Timeline of meteorology
Table of contents |
Early events
- 350BC – Aristotle wrote Meteorology.
- 25 – Pomponius Mela formalizes the climatic zone system.
- 1620 – Francis Bacon analyzes the scientific method in his Great Instauration of Learning.
- 1686 – Edmund Halley presents a systematic study of the trade winds and monsoons and identifies solar heating as the cause of atmospheric motions.
- 1686 – Edmund Halley establishes the relationship between barometric pressure and height above sea level.
- 1714 – Gabriel Fahrenheit creates reliable scale for measuring temperature with a mercury-type thermometer.
- 1716 – Edmund Halley suggests that aurorae are caused by "magnetic effluvia" moving along the Earth's magnetic field lines.
- 1735 – The first essentially correct explanation of global circulation was the study by George Hadley of the Trade winds.
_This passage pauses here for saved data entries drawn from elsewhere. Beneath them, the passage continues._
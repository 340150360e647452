//! Generic list/get/create/update/delete over one resource collection.
//!
//! Every call reloads the collection from the store. Mutations of the same
//! resource are serialized by a per-resource mutex held across the whole
//! load → mutate → save cycle, so two concurrent writers in this process
//! cannot clobber each other. Storage failures do not surface: a failed
//! load reads as an empty collection and a failed save is logged and dropped.

use std::sync::Arc;

use dashmap::DashMap;
use serde_json::Value;
use tokio::sync::Mutex;
use tracing::{error, info, instrument};
use uuid::Uuid;

use crate::errors::ServiceError;
use crate::resources::ResourceSpec;
use crate::storage::{CollectionStore, Record};

pub const ID_FIELD: &str = "id";

pub struct ResourceRepository {
    store: Arc<dyn CollectionStore>,
    write_locks: DashMap<&'static str, Arc<Mutex<()>>>,
}

fn record_id(record: &Record) -> Option<&str> {
    record.get(ID_FIELD).and_then(Value::as_str)
}

impl ResourceRepository {
    pub fn new(store: Arc<dyn CollectionStore>) -> Self {
        Self { store, write_locks: DashMap::new() }
    }

    fn write_lock(&self, resource: &'static str) -> Arc<Mutex<()>> {
        self.write_locks.entry(resource).or_default().clone()
    }

    async fn load(&self, spec: &ResourceSpec) -> Vec<Record> {
        match self.store.load(spec.name).await {
            Ok(records) => records,
            Err(e) => {
                error!(resource = spec.name, error = %e, "collection read failed; serving it as empty");
                Vec::new()
            }
        }
    }

    async fn persist(&self, spec: &ResourceSpec, records: &[Record]) {
        if let Err(e) = self.store.save(spec.name, records).await {
            error!(resource = spec.name, error = %e, "collection write failed; change dropped");
        }
    }

    /// All records passing every present filter, redacted for the wire.
    pub async fn list<'q, I>(&self, spec: &ResourceSpec, query: I) -> Vec<Record>
    where
        I: IntoIterator<Item = (&'q str, &'q str)> + Clone,
    {
        self.load(spec)
            .await
            .into_iter()
            .map(|r| spec.redact(r))
            .filter(|r| spec.matches(r, query.clone()))
            .collect()
    }

    /// One record by id, redacted for the wire.
    pub async fn get(&self, spec: &ResourceSpec, id: &str) -> Result<Record, ServiceError> {
        self.load(spec)
            .await
            .into_iter()
            .find(|r| record_id(r) == Some(id))
            .map(|r| spec.redact(r))
            .ok_or(ServiceError::not_found(spec.label))
    }

    /// First stored record (not redacted) satisfying `pred`.
    pub async fn find_first<F>(&self, spec: &ResourceSpec, pred: F) -> Option<Record>
    where
        F: Fn(&Record) -> bool,
    {
        self.load(spec).await.into_iter().find(|r| pred(r))
    }

    /// Store `body` under a fresh id and return the stored record as is.
    #[instrument(skip(self, spec, body), fields(resource = spec.name))]
    pub async fn create(&self, spec: &'static ResourceSpec, body: Record) -> Record {
        let lock = self.write_lock(spec.name);
        let _guard = lock.lock().await;
        let mut records = self.load(spec).await;
        let created = with_new_id(body);
        records.push(created.clone());
        self.persist(spec, &records).await;
        info!(id = record_id(&created), "record_created");
        created
    }

    /// Like [`Self::create`], but fails with a conflict when a stored record
    /// already has the same string value in `unique_field`.
    #[instrument(skip(self, spec, body), fields(resource = spec.name))]
    pub async fn create_unique(
        &self,
        spec: &'static ResourceSpec,
        unique_field: &str,
        conflict_message: &str,
        body: Record,
    ) -> Result<Record, ServiceError> {
        let lock = self.write_lock(spec.name);
        let _guard = lock.lock().await;
        let mut records = self.load(spec).await;
        let wanted = body.get(unique_field).and_then(Value::as_str);
        if wanted.is_some() && records.iter().any(|r| r.get(unique_field).and_then(Value::as_str) == wanted) {
            return Err(ServiceError::Conflict(conflict_message.to_string()));
        }
        let created = with_new_id(body);
        records.push(created.clone());
        self.persist(spec, &records).await;
        info!(id = record_id(&created), "record_created");
        Ok(created)
    }

    /// Shallow-merge `patch` into the record; `id` is never overwritten.
    #[instrument(skip(self, spec, patch), fields(resource = spec.name))]
    pub async fn update(&self, spec: &'static ResourceSpec, id: &str, patch: Record) -> Result<Record, ServiceError> {
        let lock = self.write_lock(spec.name);
        let _guard = lock.lock().await;
        let mut records = self.load(spec).await;
        let existing = records
            .iter_mut()
            .find(|r| record_id(r) == Some(id))
            .ok_or(ServiceError::not_found(spec.label))?;
        for (key, value) in patch {
            if key != ID_FIELD {
                existing.insert(key, value);
            }
        }
        let merged = existing.clone();
        self.persist(spec, &records).await;
        info!("record_updated");
        Ok(merged)
    }

    #[instrument(skip(self, spec), fields(resource = spec.name))]
    pub async fn delete(&self, spec: &'static ResourceSpec, id: &str) -> Result<(), ServiceError> {
        let lock = self.write_lock(spec.name);
        let _guard = lock.lock().await;
        let records = self.load(spec).await;
        let before = records.len();
        let kept: Vec<Record> = records.into_iter().filter(|r| record_id(r) != Some(id)).collect();
        if kept.len() == before {
            return Err(ServiceError::not_found(spec.label));
        }
        self.persist(spec, &kept).await;
        info!(removed = before - kept.len(), "record_deleted");
        Ok(())
    }
}

fn with_new_id(body: Record) -> Record {
    let mut record = Record::new();
    record.insert(ID_FIELD.to_string(), Value::String(Uuid::new_v4().to_string()));
    for (key, value) in body {
        if key != ID_FIELD {
            record.insert(key, value);
        }
    }
    record
}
- 1742 – Anders Celsius, a Swedish astronomer, proposed the Centigrade temperature scale which led to the current Celsius scale.
19th century
- 1835 – Gaspard-Gustave Coriolis recognized that the rotation of Earth causes a small velocity-dependent force now called the Coriolis Effect.
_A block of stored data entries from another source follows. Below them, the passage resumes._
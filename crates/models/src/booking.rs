use sea_orm::entity::prelude::*;
use serde::{Deserialize, Serialize};

use crate::{property, user};

#[derive(Clone, Debug, PartialEq, DeriveEntityModel, Serialize, Deserialize)]
#[sea_orm(table_name = "Booking")]
#[serde(rename_all = "camelCase")]
pub struct Model {
    #[sea_orm(primary_key, auto_increment = false)]
    pub id: String,
    #[sea_orm(column_name = "userId")]
    pub user_id: String,
    #[sea_orm(column_name = "propertyId")]
    pub property_id: String,
    #[sea_orm(column_name = "checkinDate")]
    pub checkin_date: DateTimeWithTimeZone,
    #[sea_orm(column_name = "checkoutDate")]
    pub checkout_date: DateTimeWithTimeZone,
    #[sea_orm(column_name = "numberOfGuests")]
    pub number_of_guests: i32,
    #[sea_orm(column_name = "totalPrice")]
    pub total_price: f64,
    #[sea_orm(column_name = "bookingStatus")]
    pub booking_status: String,
}

#[derive(Copy, Clone, Debug, EnumIter)]
pub enum Relation {
    User,
    Property,
}

impl RelationTrait for Relation {
    fn def(&self) -> RelationDef {
        match self {
            Relation::User => Entity::belongs_to(user::Entity).from(Column::UserId).to(user::Column::Id).into(),
            Relation::Property => Entity::belongs_to(property::Entity).from(Column::PropertyId).to(property::Column::Id).into(),
        }
    }
}

impl ActiveModelBehavior for ActiveModel {}
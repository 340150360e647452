#![allow(dead_code)]

use std::path::PathBuf;

use axum::body::Body;
use axum::http::{Request, StatusCode};
use axum::Router;
use serde_json::Value;
use server::routes;
use server::AppState;
use service::auth::AuthConfig;
use tower::ServiceExt;
use uuid::Uuid;

pub const TEST_SECRET: &str = "test-secret";

pub struct TestApp {
    pub router: Router,
    pub state: AppState,
    pub data_dir: PathBuf,
}

impl Drop for TestApp {
    fn drop(&mut self) {
        let _ = std::fs::remove_dir_all(&self.data_dir);
    }
}

/// App over a fresh temp data dir, pre-filled with `collections`.
pub async fn build_app(collections: &[(&str, Value)]) -> anyhow::Result<TestApp> {
    let data_dir = std::env::temp_dir().join(format!("rental_api_test_{}", Uuid::new_v4()));
    tokio::fs::create_dir_all(&data_dir).await?;
    for (name, records) in collections {
        let mut doc = serde_json::Map::new();
        doc.insert(name.to_string(), records.clone());
        tokio::fs::write(data_dir.join(format!("{name}.json")), serde_json::to_vec_pretty(&doc)?).await?;
    }
    let state = AppState::from_data_dir(
        &data_dir.to_string_lossy(),
        AuthConfig::new(TEST_SECRET, 3600),
    )
    .await?;
    let router = routes::build_router(state.clone());
    Ok(TestApp { router, state, data_dir })
}

pub struct Reply {
    pub status: StatusCode,
    pub body: Value,
    pub text: String,
}

/// Send one request through the router; JSON bodies are parsed, others kept as text.
pub async fn send(app: &Router, method: &str, uri: &str, body: Option<Value>) -> anyhow::Result<Reply> {
    let mut req = Request::builder().method(method).uri(uri);
    let body = match body {
        Some(v) => {
            req = req.header("content-type", "application/json");
            Body::from(serde_json::to_vec(&v)?)
        }
        None => Body::empty(),
    };
    let resp = app.clone().oneshot(req.body(body)?).await?;
    let status = resp.status();
    let bytes = axum::body::to_bytes(resp.into_body(), usize::MAX).await?;
    let text = String::from_utf8_lossy(&bytes).to_string();
    let body = serde_json::from_slice(&bytes).unwrap_or(Value::Null);
    Ok(Reply { status, body, text })
}

/// The raw document currently on disk for `resource`.
pub async fn on_disk(app: &TestApp, resource: &str) -> anyhow::Result<Value> {
    let bytes = tokio::fs::read(app.data_dir.join(format!("{resource}.json"))).await?;
    Ok(serde_json::from_slice(&bytes)?)
}
use axum::{
    extract::{rejection::JsonRejection, State},
    http::StatusCode,
    Json,
};
use serde_json::Value;
use service::resources::USERS;
use service::storage::Record;

use crate::errors::ApiError;
use crate::state::AppState;

/// Fields copied from the request body into a new user; anything else is dropped.
const USER_FIELDS: [&str; 6] = ["username", "password", "name", "email", "phoneNumber", "profilePicture"];
const REQUIRED_FIELDS: [&str; 3] = ["username", "password", "email"];

fn present(body: &Record, field: &str) -> bool {
    body.get(field).and_then(Value::as_str).is_some_and(|s| !s.is_empty())
}

#[utoipa::path(
    post,
    path = "/users",
    tag = "users",
    request_body = crate::openapi::CreateUserRequest,
    responses(
        (status = 201, description = "User created, password omitted", body = crate::openapi::RecordDoc),
        (status = 400, description = "Missing username, password or email", body = crate::openapi::MessageDoc),
        (status = 409, description = "Username taken", body = crate::openapi::MessageDoc)
    )
)]
pub async fn create(
    State(state): State<AppState>,
    payload: Result<Json<Record>, JsonRejection>,
) -> Result<(StatusCode, Json<Record>), ApiError> {
    let Json(body) = payload?;
    if !REQUIRED_FIELDS.iter().all(|f| present(&body, f)) {
        return Err(ApiError::Validation("Username, password, and email are required".into()));
    }

    let user: Record = body
        .into_iter()
        .filter(|(k, v)| USER_FIELDS.contains(&k.as_str()) && !v.is_null())
        .collect();
    let created = state
        .repo
        .create_unique(&USERS, "username", "Username already exists", user)
        .await?;
    Ok((StatusCode::CREATED, Json(USERS.redact(created))))
}
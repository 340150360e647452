use sea_orm::entity::prelude::*;
use serde::{Deserialize, Serialize};

use crate::{property, user};

#[derive(Clone, Debug, PartialEq, Eq, DeriveEntityModel, Serialize, Deserialize)]
#[sea_orm(table_name = "Review")]
#[serde(rename_all = "camelCase")]
pub struct Model {
    #[sea_orm(primary_key, auto_increment = false)]
    pub id: String,
    #[sea_orm(column_name = "userId")]
    pub user_id: String,
    #[sea_orm(column_name = "propertyId")]
    pub property_id: String,
    pub rating: i32,
    pub comment: Option<String>,
}

#[derive(Copy, Clone, Debug, EnumIter)]
pub enum Relation {
    User,
    Property,
}

impl RelationTrait for Relation {
    fn def(&self) -> RelationDef {
        match self {
            Relation::User => Entity::belongs_to(user::Entity).from(Column::UserId).to(user::Column::Id).into(),
            Relation::Property => Entity::belongs_to(property::Entity).from(Column::PropertyId).to(property::Column::Id).into(),
        }
    }
}

impl ActiveModelBehavior for ActiveModel {}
- 1842 – Elias Loomis performed an experiment to gain insight into the wind speed needed to defeather a chicken. He loaded a cannon with gun powder and a chicken.
- 1860 – 500 U.S. telegraph stations are making weather observations and submitting them back to the Smithsonian Institution. The observations are later interrupted by the Civil War.
- 1869 – Joseph Lockyer starts the scientific journal Nature.
- 1890 – Weather Bureau is created as a civilian operation under the U.S. Department of Agriculture.
- 1898 – Weather Bureau established a hurricane warning network in the West Indies.
20th century
- 1900 – Hurricane strikes Galveston, Texas, killing over 6,000 people.
- 1920 – Milutin Milankovic proposes that long term climatic cycles may be due to changes in the eccentricity of the Earth's orbit and changes in the Earth's obliquity.
- 1922 – Lewis Fry Richardson lays the mathematical foundation for numerical weather prediction.
- 1925 – "Tri-State Tornado" runs through Missouri, Illinois, and Indiana killing 695 people.
- 1935 – Robert Watson-Watt and his assistant Arnold Wilkins published a report in February 1935, titled The Detection of Aircraft by Radio Methods.
- 1935 – The "Great Labor Day Hurricane" kills 408 people. It is rated as the most intense Category 5 Atlantic hurricane to make landfall.
- 1934 to 1937 – The Dust Bowl drought of the US plains region causes harsh economic damage.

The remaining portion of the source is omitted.